Data excerpts: Begin

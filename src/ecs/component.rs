// src/ecs/component.rs

use crate::ecs::entity::Entity;
use crate::protocol::ModuleId;

/// Marker for data that can live in a component table.
///
/// `ID` is the logical name the table is registered under in the game
/// registry. `Clone` is required so the world can be snapshotted for
/// all-or-nothing transactions.
pub trait Component: std::fmt::Debug + Clone + Send + Sync + 'static {
    const ID: ModuleId;
}

/// Dense table of one component type, indexed by entity handle.
#[derive(Debug, Clone)]
pub struct ComponentStorage<T: Component> {
    slots: Vec<Option<T>>,
    len: usize,
}

impl<T: Component> ComponentStorage<T> {
    pub fn new() -> Self {
        Self { slots: Vec::new(), len: 0 }
    }

    /// Inserts or overwrites, returning the previous value.
    pub fn insert(&mut self, entity: Entity, component: T) -> Option<T> {
        let index = entity.index();
        if index >= self.slots.len() {
            self.slots.resize_with(index + 1, || None);
        }
        let previous = self.slots[index].replace(component);
        if previous.is_none() {
            self.len += 1;
        }
        previous
    }

    pub fn get(&self, entity: Entity) -> Option<&T> {
        self.slots.get(entity.index()).and_then(Option::as_ref)
    }

    pub fn get_mut(&mut self, entity: Entity) -> Option<&mut T> {
        self.slots.get_mut(entity.index()).and_then(Option::as_mut)
    }

    pub fn remove(&mut self, entity: Entity) -> Option<T> {
        let removed = self.slots.get_mut(entity.index()).and_then(Option::take);
        if removed.is_some() {
            self.len -= 1;
        }
        removed
    }

    pub fn contains(&self, entity: Entity) -> bool {
        self.get(entity).is_some()
    }

    /// `(entity, component)` pairs in handle order.
    pub fn iter(&self) -> impl Iterator<Item = (Entity, &T)> {
        self.slots
            .iter()
            .enumerate()
            .filter_map(|(index, slot)| slot.as_ref().map(|c| (Entity(index), c)))
    }

    pub fn is_empty(&self) -> bool {
        self.len == 0
    }

    pub fn len(&self) -> usize {
        self.len
    }
}

impl<T: Component> Default for ComponentStorage<T> {
    fn default() -> Self {
        Self::new()
    }
}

Data excerpts: End

**Required work**
Only the lines from the start of the material through the line containing "pub fn contains(&self, entity: Entity)" belong in the answer, each copied exactly.

**Result for this exercise**
filename src/ecs/component.rs
// src/ecs/component.rs

use crate::ecs::entity::Entity;
use crate::protocol::ModuleId;

/// Marker for data that can live in a component table.
///
/// `ID` is the logical name the table is registered under in the game
/// registry. `Clone` is required so the world can be snapshotted for
/// all-or-nothing transactions.
pub trait Component: std::fmt::Debug + Clone + Send + Sync + 'static {
    const ID: ModuleId;
}

/// Dense table of one component type, indexed by entity handle.
#[derive(Debug, Clone)]
pub struct ComponentStorage<T: Component> {
    slots: Vec<Option<T>>,
    len: usize,
}

impl<T: Component> ComponentStorage<T> {
    pub fn new() -> Self {
        Self { slots: Vec::new(), len: 0 }
    }

    /// Inserts or overwrites, returning the previous value.
    pub fn insert(&mut self, entity: Entity, component: T) -> Option<T> {
        let index = entity.index();
        if index >= self.slots.len() {
            self.slots.resize_with(index + 1, || None);
        }
        let previous = self.slots[index].replace(component);
        if previous.is_none() {
            self.len += 1;
        }
        previous
    }

    pub fn get(&self, entity: Entity) -> Option<&T> {
        self.slots.get(entity.index()).and_then(Option::as_ref)
    }

    pub fn get_mut(&mut self, entity: Entity) -> Option<&mut T> {
        self.slots.get_mut(entity.index()).and_then(Option::as_mut)
    }

    pub fn remove(&mut self, entity: Entity) -> Option<T> {
        let removed = self.slots.get_mut(entity.index()).and_then(Option::take);
        if removed.is_some() {
            self.len -= 1;
        }
        removed
    }

    pub fn contains(&self, entity: Entity) -> bool {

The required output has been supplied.